07. 彼の『才能』
ファンタジーを題材にしたRPGなどでは、二種類の終わり方がある。ハッピーエンドを迎えるか――プレイヤーが死んでしまうか。
そしてその後者が今、竜弥の身に訪れるのだと、彼は悟った。
――だが、あまりにも悔しい。あんな頭のおかしい魔術師相手に、ダメージ一つ与えられず死んでいくなんて。
「くわはははぁっ! またワタシのパタァーンが、『才能』が、勝利してしまったぁ! 今のはパタァーンNO.7345『敵が自らの前から逃走し、王都の路地の間を虫けらのように逃げ続けた場合』に相当するぅ!」
忌々しい魔術師は右手で両目を覆うようにして、路地からふらりと竜弥の前に姿を現した。嘲笑交じりのその言葉には、心底吐き気する。
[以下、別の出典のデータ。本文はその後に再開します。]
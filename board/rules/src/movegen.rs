use board::{Board, Color, Move, PieceKind};

use crate::{is_move_legal, would_move_release_check, Result};

/// List the moves the piece on the given square can make, up to `capacity` of them
///
/// Targets are visited in square order. With `in_check` set, only moves which get the mover out
/// of check are kept. A pawn reaching its last rank produces one move per promotion, in the order
/// of [`PieceKind::PROMOTIONS`], and each of those counts towards the capacity. Once the capacity
/// is reached, any remaining moves are silently dropped.
pub fn generate_moves(
    board: &Board,
    square: usize,
    in_check: bool,
    capacity: usize,
) -> Result<Vec<Move>> {
    let mut moves = Vec::new();
    extend_moves(board, square, in_check, capacity, &mut moves)?;
    Ok(moves)
}

/// List the moves all pieces of the given colour can make, up to `capacity` of them in total
///
/// This is [`generate_moves`] for every square holding a piece of that colour, in square order.
/// An empty list means the colour has nothing it can do.
pub fn generate_all_moves(
    board: &Board,
    color: Color,
    in_check: bool,
    capacity: usize,
) -> Result<Vec<Move>> {
    let mut moves = Vec::new();
    for (square, _) in board.pieces_of(color) {
        if moves.len() >= capacity {
            break;
        }
        extend_moves(board, square, in_check, capacity, &mut moves)?;
    }
    Ok(moves)
}

/// Whether the colour has any move which doesn't leave its king in check
///
/// Unlike [`generate_all_moves`], this is never cut short by a capacity.
pub fn has_legal_moves(board: &Board, color: Color) -> Result<bool> {
    for (source, _) in board.pieces_of(color) {
        for target in 0..board.square_count() {
            let mv = Move::new(source, target);
            if is_move_legal(board, mv) && would_move_release_check(board, mv)? {
                return Ok(true);
            }
        }
    }
    Ok(false)
}

fn extend_moves(
    board: &Board,
    source: usize,
    in_check: bool,
    capacity: usize,
    moves: &mut Vec<Move>,
) -> Result<()> {
    let Some(piece) = board.get(source) else {
        return Ok(());
    };
    let promotion_rank = board.last_rank(piece.color);
    for target in 0..board.square_count() {
        if moves.len() >= capacity {
            break;
        }
        let mv = Move::new(source, target);
        if !is_move_legal(board, mv) || (in_check && !would_move_release_check(board, mv)?) {
            continue;
        }
        if piece.kind == PieceKind::Pawn && board.file_rank(target).1 == promotion_rank {
            let room = capacity - moves.len();
            moves.extend(
                PieceKind::PROMOTIONS
                    .into_iter()
                    .take(room)
                    .map(|kind| mv.with_promotion(kind)),
            );
        } else {
            moves.push(mv);
        }
    }
    Ok(())
}
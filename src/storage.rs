//! Whole-document key/value persistence.
//!
//! Every store in the engine is a single JSON document under a fixed key. A
//! backend only has to read, replace and delete those documents; there are no
//! partial writes.

use std::{
    collections::HashMap,
    fs,
    io::{self, Write},
    path::{Path, PathBuf},
    sync::{
        Mutex,
        atomic::{AtomicBool, Ordering},
    },
};

use serde::{Serialize, de::DeserializeOwned};
use thiserror::Error;
use tracing::warn;

#[derive(Error, Debug)]
pub enum StorageError {
    #[error("io error: {0}")]
    Io(#[from] io::Error),

    #[error("serialization error: {0}")]
    Serialization(#[from] serde_json::Error),

    #[error("storage unavailable: {0}")]
    Unavailable(String),
}

pub type StorageResult<T> = Result<T, StorageError>;

pub trait Storage: Send + Sync {
    fn get(&self, key: &str) -> StorageResult<Option<String>>;
    fn set(&self, key: &str, value: &str) -> StorageResult<()>;
    fn remove(&self, key: &str) -> StorageResult<()>;
}

impl<S: Storage + ?Sized> Storage for std::sync::Arc<S> {
    fn get(&self, key: &str) -> StorageResult<Option<String>> {
        (**self).get(key)
    }
    fn set(&self, key: &str, value: &str) -> StorageResult<()> {
        (**self).set(key, value)
    }
    fn remove(&self, key: &str) -> StorageResult<()> {
        (**self).remove(key)
    }
}

/// Reads `key` and parses it, falling back to `T::default()` when the key is
/// absent or anything goes wrong.
pub fn load_or_default<T, S>(storage: &S, key: &str) -> T
where
    T: DeserializeOwned + Default,
    S: Storage + ?Sized,
{
    match storage.get(key) {
        Ok(Some(raw)) => serde_json::from_str(&raw).unwrap_or_else(|err| {
            warn!(key, %err, "discarding unreadable document");
            T::default()
        }),
        Ok(None) => T::default(),
        Err(err) => {
            warn!(key, %err, "failed to read document");
            T::default()
        }
    }
}

/// Serializes and writes `value`. Failures are logged and otherwise ignored.
pub fn save_or_log<T, S>(storage: &S, key: &str, value: &T)
where
    T: Serialize + ?Sized,
    S: Storage + ?Sized,
{
    let result = serde_json::to_string(value)
        .map_err(StorageError::from)
        .and_then(|raw| storage.set(key, &raw));
    if let Err(err) = result {
        warn!(key, %err, "failed to write document");
    }
}

pub fn remove_or_log<S: Storage + ?Sized>(storage: &S, key: &str) {
    if let Err(err) = storage.remove(key) {
        warn!(key, %err, "failed to remove document");
    }
}

/// One `<key>.json` file per key inside a directory.
#[derive(Debug, Clone)]
pub struct FileStorage {
    root: PathBuf,
}

impl FileStorage {
    pub fn open(root: impl Into<PathBuf>) -> StorageResult<Self> {
        let root = root.into();
        fs::create_dir_all(&root)?;
        Ok(Self { root })
    }

    pub fn root(&self) -> &Path {
        &self.root
    }

    fn path_for(&self, key: &str) -> PathBuf {
        // Keys may contain `/` and `:`; keep everything in one flat directory.
        let file_name: String = key
            .chars()
            .map(|c| match c {
                '/' | '\\' | ':' => '_',
                c => c,
            })
            .collect();
        self.root.join(format!("{file_name}.json"))
    }
}

impl Storage for FileStorage {
    fn get(&self, key: &str) -> StorageResult<Option<String>> {
        match fs::read_to_string(self.path_for(key)) {
            Ok(raw) => Ok(Some(raw)),
            Err(err) if err.kind() == io::ErrorKind::NotFound => Ok(None),
            Err(err) => Err(err.into()),
        }
    }

    fn set(&self, key: &str, value: &str) -> StorageResult<()> {
        let path = self.path_for(key);
        let tmp = path.with_extension("json.tmp");
        {
            let mut file = fs::File::create(&tmp)?;
            file.write_all(value.as_bytes())?;
            file.sync_all()?;
        }
        fs::rename(&tmp, &path)?;
        Ok(())
    }

    fn remove(&self, key: &str) -> StorageResult<()> {
        match fs::remove_file(self.path_for(key)) {
            Err(err) if err.kind() != io::ErrorKind::NotFound => Err(err.into()),
            _ => Ok(()),
        }
    }
}

/// In-process storage. Can be told to fail so callers can exercise the
/// best-effort paths.
#[derive(Debug, Default)]
pub struct MemoryStorage {
    entries: Mutex<HashMap<String, String>>,
    failing: AtomicBool,
}

impl MemoryStorage {
    pub fn new() -> Self {
        Self::default()
    }

    pub fn set_failing(&self, failing: bool) {
        self.failing.store(failing, Ordering::SeqCst);
    }

    fn check(&self) -> StorageResult<()> {
        if self.failing.load(Ordering::SeqCst) {
            return Err(StorageError::Unavailable("quota exceeded".into()));
        }
        Ok(())
    }

    fn entries(&self) -> std::sync::MutexGuard<'_, HashMap<String, String>> {
        self.entries.lock().unwrap_or_else(|e| e.into_inner())
    }
}

impl Storage for MemoryStorage {
    fn get(&self, key: &str) -> StorageResult<Option<String>> {
        self.check()?;
        Ok(self.entries().get(key).cloned())
    }

    fn set(&self, key: &str, value: &str) -> StorageResult<()> {
        self.check()?;
        self.entries().insert(key.to_owned(), value.to_owned());
        Ok(())
    }

    fn remove(&self, key: &str) -> StorageResult<()> {
        self.check()?;
        self.entries().remove(key);
        Ok(())
    }
}

/// Namespaces every key under `profile/<id>/` so several child profiles can
/// share one backend.
#[derive(Debug, Clone)]
pub struct ProfileStorage<S> {
    inner: S,
    prefix: String,
}

impl<S: Storage> ProfileStorage<S> {
    pub fn new(inner: S, profile_id: &str) -> Self {
        Self {
            inner,
            prefix: format!("profile/{profile_id}/"),
        }
    }

    fn scoped(&self, key: &str) -> String {
        format!("{}{key}", self.prefix)
    }
}

impl<S: Storage> Storage for ProfileStorage<S> {
    fn get(&self, key: &str) -> StorageResult<Option<String>> {
        self.inner.get(&self.scoped(key))
    }
    fn set(&self, key: &str, value: &str) -> StorageResult<()> {
        self.inner.set(&self.scoped(key), value)
    }
    fn remove(&self, key: &str) -> StorageResult<()> {
        self.inner.remove(&self.scoped(key))
    }
}
use tracing_subscriber::{EnvFilter, fmt, layer::SubscriberExt, util::SubscriberInitExt};

/// Installs the global subscriber. `RUST_LOG` takes precedence over
/// `log_level`; output goes to stderr.
pub fn init_tracing(log_level: &str) {
    let env_filter = EnvFilter::try_from_default_env()
        .or_else(|_| EnvFilter::try_new(log_level))
        .unwrap_or_else(|_| EnvFilter::new("warn"));

    let stderr_layer = fmt::layer()
        .with_writer(std::io::stderr)
        .with_target(true);

    tracing_subscriber::registry()
        .with(env_filter)
        .with(stderr_layer)
        .init();
}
リー・ダンガスは金杖の柄を地面に叩きつけながら、一歩ずつ竜弥たちのもとへと近寄ってくる。しかし、その途中。
彼の足が何かを踏みつけて止まった。
「ほぉ?」
リー・ダンガスが両目を覆っていた右手をだらりと垂らし、自身の足元に目をやると、そこには先ほど竜弥たちが片付けた魔術師の一人が、意識を失って横たわっていた。
「おおっ、これはこれはワタシの部下の一人じゃあないか! なんとも可哀想な姿だぁ! ええと、名前は何と言ったか……? ううむ、顔には見覚えがあるが、名前が思い出せん! ワタシももう歳であるからして、許してもらいたい!」
と、それきり興味を失くしたリー・ダンガスは、味方の魔術師の手当てをすることもなく、それどころか、その身体を踏み越えて、再び倒れた竜弥とユリファのもとへと歩み始めた。
「イカレてるわ……ほんと」
竜弥のそばに屈んだユリファは頬を歪めて、リー・ダンガスを睨みつける。反撃の策は依然として存在しない。
だが。竜弥は朦朧とした意識の中、リー・ダンガスから目を離さなかった。
――何かが、引っかかったのだ。
「ユリファ……奴の言う『才能』……って、なんだ?」
全身を絞るようにすると、息も絶え絶えながら、微かに声が出た。
「……何? 何を言ってるの、竜弥?」
心が折れかけているのか、ユリファはいつもと違って、自信のない震えた声で問うてくる。竜弥は再度、声を発しようとすると、なぜだかさっきよりも楽に発声が可能になっていた。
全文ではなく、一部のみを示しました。